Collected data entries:
Content starts

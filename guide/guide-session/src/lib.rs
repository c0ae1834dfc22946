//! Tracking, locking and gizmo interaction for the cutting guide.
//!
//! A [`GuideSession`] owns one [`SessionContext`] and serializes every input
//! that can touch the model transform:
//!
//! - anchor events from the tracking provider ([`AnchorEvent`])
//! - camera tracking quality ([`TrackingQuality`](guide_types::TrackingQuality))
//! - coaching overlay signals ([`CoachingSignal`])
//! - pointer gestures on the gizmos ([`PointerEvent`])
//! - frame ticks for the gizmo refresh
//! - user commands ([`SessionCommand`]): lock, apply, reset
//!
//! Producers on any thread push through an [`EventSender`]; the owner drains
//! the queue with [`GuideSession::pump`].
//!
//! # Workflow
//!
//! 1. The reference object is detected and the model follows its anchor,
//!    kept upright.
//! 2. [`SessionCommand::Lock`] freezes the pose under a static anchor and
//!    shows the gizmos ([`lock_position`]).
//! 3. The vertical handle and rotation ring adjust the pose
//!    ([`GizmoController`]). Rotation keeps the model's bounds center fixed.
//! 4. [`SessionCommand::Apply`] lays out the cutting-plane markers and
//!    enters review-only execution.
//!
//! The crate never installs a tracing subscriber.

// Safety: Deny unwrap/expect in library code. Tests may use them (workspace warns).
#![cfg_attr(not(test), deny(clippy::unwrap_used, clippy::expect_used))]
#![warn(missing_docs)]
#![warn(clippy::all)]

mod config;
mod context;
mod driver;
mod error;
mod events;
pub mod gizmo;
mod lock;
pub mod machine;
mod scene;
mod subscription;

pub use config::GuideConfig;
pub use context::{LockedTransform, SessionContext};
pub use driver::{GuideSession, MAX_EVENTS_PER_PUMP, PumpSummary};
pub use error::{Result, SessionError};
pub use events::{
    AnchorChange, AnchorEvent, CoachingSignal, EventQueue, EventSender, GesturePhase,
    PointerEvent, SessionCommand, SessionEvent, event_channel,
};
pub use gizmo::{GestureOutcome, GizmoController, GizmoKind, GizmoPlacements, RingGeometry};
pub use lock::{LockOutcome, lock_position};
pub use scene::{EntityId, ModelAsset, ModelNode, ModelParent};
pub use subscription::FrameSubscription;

Content ends

TASK TO CARRY OUT: Show all lines in the entries above where the string "SessionCommand" appears.

RESPONSE:
//! - user commands ([`SessionCommand`]): lock, apply, reset
//! 2. [`SessionCommand::Lock`] freezes the pose under a static anchor and
//! 4. [`SessionCommand::Apply`] lays out the cutting-plane markers and
    PointerEvent, SessionCommand, SessionEvent, event_channel,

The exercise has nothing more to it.